Pulsed laser deposition of piezoelectric lead zirconate titanate thin films maintaining a post-CMOS compatible thermal budget

Abstract

Integration of lead zirconate titanate (Pb[Zrx,Ti1-x]O3 – PZT) thin films on complementary metal-oxide semiconductor substrates (CMOS) is difficult due to the usually high crystallization temperature of the piezoelectric perovskite PZT phase, which harms the CMOS circuits. In this work, a wafer-scale pulsed laser deposition tool was used to grow 1 μm thick PZT thin films on 150 mm diameter silicon wafers. Three different routes towards a post-CMOS compatible deposition process were investigated, maintaining a post-CMOS compatible thermal budget limit of 445 °C for 1 h (or 420 °C for 6 h).
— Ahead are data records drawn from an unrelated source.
//! Status feed screen
//!
//! Keeps the local post list in step with the live feed and sends every
//! mutation to the store. Nothing is applied optimistically: the list only
//! changes when the feed redelivers.

use std::future;

use tracing::{debug, error, info, instrument, warn};

use findr_core::{
    Comment, DocumentId, DomainError, NonEmptyText, ReactionKind, RepoResult, StatusPost,
    Subscription,
};

use crate::shell::HomeTab;

use super::context::ServiceContext;
use super::error::{ServiceError, ServiceResult};
use super::slot::SubscriptionSlot;

/// What the composer saves to
#[derive(Debug, Clone, Copy, PartialEq, Eq)]
pub enum ComposerMode {
    Create,
    Edit(DocumentId),
}

/// Create/edit modal state
#[derive(Debug, Clone, PartialEq, Eq)]
pub struct Composer {
    pub visible: bool,
    pub mode: ComposerMode,
    pub draft: String,
}

impl Composer {
    fn reset(&mut self) {
        *self = Self::default();
    }
}

impl Default for Composer {
    fn default() -> Self {
        Self {
            visible: false,
            mode: ComposerMode::Create,
            draft: String::new(),
        }
    }
}

/// What a live delivery did to the screen
#[derive(Debug, Clone, PartialEq, Eq)]
pub enum FeedUpdate {
    /// The post list was replaced
    Posts { count: usize },
    /// The feed listener failed; the last list is kept
    FeedFailed(DomainError),
    /// The feed listener stopped delivering
    FeedClosed,
    /// The open thread's comment list was replaced
    Comments { status_id: DocumentId, count: usize },
    CommentsFailed {
        status_id: DocumentId,
        error: DomainError,
    },
    ThreadClosed { status_id: DocumentId },
}

enum Delivery {
    Feed(Option<RepoResult<Vec<StatusPost>>>),
    Thread(DocumentId, Option<RepoResult<Vec<Comment>>>),
}

/// Feed screen state
pub struct FeedScreen {
    ctx: ServiceContext,
    feed: Option<Subscription<Vec<StatusPost>>>,
    loading: bool,
    posts: Vec<StatusPost>,
    composer: Composer,
    menu: Option<DocumentId>,
    thread: SubscriptionSlot<DocumentId, Vec<Comment>>,
    comments: Vec<Comment>,
    comment_draft: String,
}

impl FeedScreen {
    /// Mount the screen and open the live feed
    pub fn mount(ctx: ServiceContext) -> Self {
        let feed = ctx.status_repo().watch_feed();
        debug!("Feed screen mounted");
        Self {
            ctx,
            feed: Some(feed),
            loading: true,
            posts: Vec::new(),
            composer: Composer::default(),
            menu: None,
            thread: SubscriptionSlot::new(),
            comments: Vec::new(),
            comment_draft: String::new(),
        }
    }

    /// Release the feed and any open thread
    pub fn unmount(&mut self) {
        if let Some(feed) = self.feed.take() {
            feed.unsubscribe();
        }
        self.thread.clear();
        debug!("Feed screen unmounted");
    }

    // === State ===

    pub fn is_loading(&self) -> bool {
        self.loading
    }

    /// Posts, newest first
    pub fn posts(&self) -> &[StatusPost] {
        &self.posts
    }

    pub fn post(&self, id: DocumentId) -> Option<&StatusPost> {
        self.posts.iter().find(|post| post.id == id)
    }

    /// No posts to show ("No statuses yet")
    pub fn is_empty(&self) -> bool {
        self.posts.is_empty()
    }

    pub fn is_subscribed(&self) -> bool {
        self.feed.is_some()
    }

    /// Count shown on a reaction button; missing kinds read as zero
    pub fn reaction_count(post: &StatusPost, kind: ReactionKind) -> i64 {
        post.reaction_count(kind)
    }

    pub fn composer(&self) -> &Composer {
        &self.composer
    }

    /// Post whose context menu is open
    pub fn open_menu(&self) -> Option<DocumentId> {
        self.menu
    }

    /// Post whose comment thread is open
    pub fn active_thread(&self) -> Option<DocumentId> {
        self.thread.key()
    }

    pub fn comments(&self) -> &[Comment] {
        &self.comments
    }

    pub fn comment_draft(&self) -> &str {
        &self.comment_draft
    }

    // === Composer ===

    pub fn open_composer(&mut self) {
        self.composer = Composer {
            visible: true,
            ..Composer::default()
        };
        self.menu = None;
    }

    pub fn open_editor(&mut self, post: &StatusPost) {
        self.composer = Composer {
            visible: true,
            mode: ComposerMode::Edit(post.id),
            draft: post.text.clone(),
        };
        self.menu = None;
    }

    pub fn close_composer(&mut self) {
        self.composer.reset();
    }

    pub fn set_draft(&mut self, text: impl Into<String>) {
        self.composer.draft = text.into();
    }

    /// Create or edit from the composer; it closes only after a write
    /// went through
    pub async fn save_draft(&mut self) -> ServiceResult<bool> {
        let draft = self.composer.draft.clone();
        let saved = match self.composer.mode {
            ComposerMode::Create => self.create_post(&draft).await?.is_some(),
            ComposerMode::Edit(id) => self.edit_post(id, &draft).await?,
        };
        if saved {
            self.composer.reset();
        }
        Ok(saved)
    }

    // === Posts ===

    /// Add a post; blank text is ignored without a write
    #[instrument(skip(self, text))]
    pub async fn create_post(&mut self, text: &str) -> ServiceResult<Option<DocumentId>> {
        let Some(text) = non_blank(text) else {
            debug!("Ignoring blank post");
            return Ok(None);
        };

        match self.ctx.status_repo().create(&text).await {
            Ok(id) => {
                info!(id = %id, "Post created");
                Ok(Some(id))
            }
            Err(e) => Err(self.report("Error saving status", e)),
        }
    }

    /// Overwrite a post's text; blank text is ignored without a write
    #[instrument(skip(self, text))]
    pub async fn edit_post(&mut self, id: DocumentId, text: &str) -> ServiceResult<bool> {
        let Some(text) = non_blank(text) else {
            debug!("Ignoring blank edit");
            return Ok(false);
        };

        match self.ctx.status_repo().update_text(id, &text).await {
            Ok(()) => {
                info!(id = %id, "Post edited");
                Ok(true)
            }
            Err(e) => Err(self.report("Error saving status", e)),
        }
    }

    /// Delete a post and drop the menu or thread that pointed at it
    #[instrument(skip(self))]
    pub async fn delete_post(&mut self, id: DocumentId) -> ServiceResult<()> {
        if let Err(e) = self.ctx.status_repo().delete(id).await {
            return Err(self.report("Error deleting status", e));
        }

        if self.thread.is_watching(id) {
            self.thread.clear();
            self.comments.clear();
        }
        if self.menu == Some(id) {
            self.menu = None;
        }
        info!(id = %id, "Post deleted");
        Ok(())
    }

    /// Add one to a reaction count
    #[instrument(skip(self))]
    pub async fn react(&mut self, id: DocumentId, kind: ReactionKind) -> ServiceResult<()> {
        self.ctx
            .status_repo()
            .increment_reaction(id, kind)
            .await
            .map_err(|e| self.report("Error reacting to status", e))
    }

    /// Open the menu for `id`, or close it if it is already open
    pub fn toggle_menu(&mut self, id: DocumentId) {
        self.menu = if self.menu == Some(id) { None } else { Some(id) };
    }

    // === Comments ===

    /// Open the thread for `id`, or close it if it is already open. The
    /// comment draft is cleared either way.
    pub fn toggle_comments(&mut self, id: DocumentId) {
        if self.thread.is_watching(id) {
            self.thread.clear();
        } else {
            let comments = self.ctx.comment_repo();
            self.thread.replace(id, |status_id| comments.watch_thread(status_id));
        }
        self.comments.clear();
        self.comment_draft.clear();
    }

    pub fn set_comment_draft(&mut self, text: impl Into<String>) {
        self.comment_draft = text.into();
    }

    /// Post the comment draft to the open thread; the draft is cleared once
    /// both writes went through
    pub async fn submit_comment(&mut self) -> ServiceResult<Option<DocumentId>> {
        let draft = self.comment_draft.clone();
        let added = self.add_comment(&draft).await?;
        if added.is_some() {
            self.comment_draft.clear();
        }
        Ok(added)
    }

    /// Store a comment on the open thread, then bump the post's comment
    /// count. The two writes are independent.
    #[instrument(skip(self, text))]
    pub async fn add_comment(&mut self, text: &str) -> ServiceResult<Option<DocumentId>> {
        let Some(status_id) = self.thread.key() else {
            debug!("No open thread");
            return Ok(None);
        };
        let Some(text) = non_blank(text) else {
            debug!("Ignoring blank comment");
            return Ok(None);
        };

        let comment_id = match self.ctx.comment_repo().create(status_id, &text).await {
            Ok(id) => id,
            Err(e) => return Err(self.report("Error adding comment", e)),
        };

        if let Err(e) = self.ctx.status_repo().increment_comments(status_id).await {
            warn!(
                comment_id = %comment_id,
                status_id = %status_id,
                error = %e,
                "Comment stored but comment count not updated"
            );
            return Err(self.report("Error adding comment", e));
        }

        info!(comment_id = %comment_id, status_id = %status_id, "Comment added");
        Ok(Some(comment_id))
    }

    // === Tabs ===

    /// Tab bar press; this screen is the Home tab
    pub fn select_tab(&self, tab: HomeTab) -> bool {
        tab.press(HomeTab::Home, self.ctx.shell())
    }

    // === Live deliveries ===

    /// Wait for the next feed or thread delivery and apply it
    ///
    /// Returns `None` once neither listener is live.
    pub async fn next_update(&mut self) -> Option<FeedUpdate> {
        if self.feed.is_none() && !self.thread.is_live() {
            return None;
        }

        let delivery = tokio::select! {
            delivery = next_feed(&mut self.feed) => Delivery::Feed(delivery),
            (status_id, delivery) = self.thread.next() => Delivery::Thread(status_id, delivery),
        };
        Some(self.apply(delivery))
    }

    /// Apply every delivery already queued, without waiting; a listener
    /// that has ended is applied as closed
    pub fn drain(&mut self) -> Vec<FeedUpdate> {
        let mut updates = Vec::new();
        loop {
            let delivery = if let Some(posts) =
                self.feed.as_mut().and_then(Subscription::next_ready)
            {
                Delivery::Feed(posts)
            } else if let Some((status_id, comments)) = self.thread.next_ready() {
                Delivery::Thread(status_id, comments)
            } else {
                break;
            };
            updates.push(self.apply(delivery));
        }
        updates
    }

    fn apply(&mut self, delivery: Delivery) -> FeedUpdate {
        match delivery {
            Delivery::Feed(Some(Ok(posts))) => {
                self.posts = posts;
                self.loading = false;
                FeedUpdate::Posts {
                    count: self.posts.len(),
                }
            }
            Delivery::Feed(Some(Err(e))) => {
                error!(error = %e, "Error loading statuses");
                self.loading = false;
                FeedUpdate::FeedFailed(e)
            }
            Delivery::Feed(None) => {
                self.feed = None;
                self.loading = false;
                FeedUpdate::FeedClosed
            }
            Delivery::Thread(status_id, Some(Ok(comments))) => {
                self.comments = comments;
                FeedUpdate::Comments {
                    status_id,
                    count: self.comments.len(),
                }
            }
            Delivery::Thread(status_id, Some(Err(error))) => {
                error!(status_id = %status_id, error = %error, "Error loading comments");
                FeedUpdate::CommentsFailed { status_id, error }
            }
            Delivery::Thread(status_id, None) => {
                self.thread.release();
                FeedUpdate::ThreadClosed { status_id }
            }
        }
    }

    /// Log a failed write and show its message
    fn report(&self, context: &'static str, err: DomainError) -> ServiceError {
        error!(error = %err, code = err.code(), "{context}");
        let err = ServiceError::from(err);
        self.ctx.shell().alert(err.to_alert());
        err
    }
}

impl Drop for FeedScreen {
    fn drop(&mut self) {
        self.unmount();
    }
}

fn non_blank(text: &str) -> Option<NonEmptyText> {
    NonEmptyText::parse(text).ok()
}

async fn next_feed(
    feed: &mut Option<Subscription<Vec<StatusPost>>>,
) -> Option<RepoResult<Vec<StatusPost>>> {
    match feed {
        Some(feed) => feed.next().await,
        None => future::pending().await,
    }
}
By crystallizing the perovskite LaNiO3 seed layer at 445 °C, the PZT deposition temperature can be lowered to below 400 °C, yielding a transverse piezoelectric coefficient e31,f of −9.3 C/m2. With the same procedure, applying a slightly higher PZT deposition temperature of 420 °C, an e31,f of −10.3 C/m2 can be reached. The low leakage current density of below 3 × 10−6 A/cm2 at 200 kV/cm allows for application of the post-CMOS compatible PZT thin films in low power micro-electro-mechanical-systems actuators.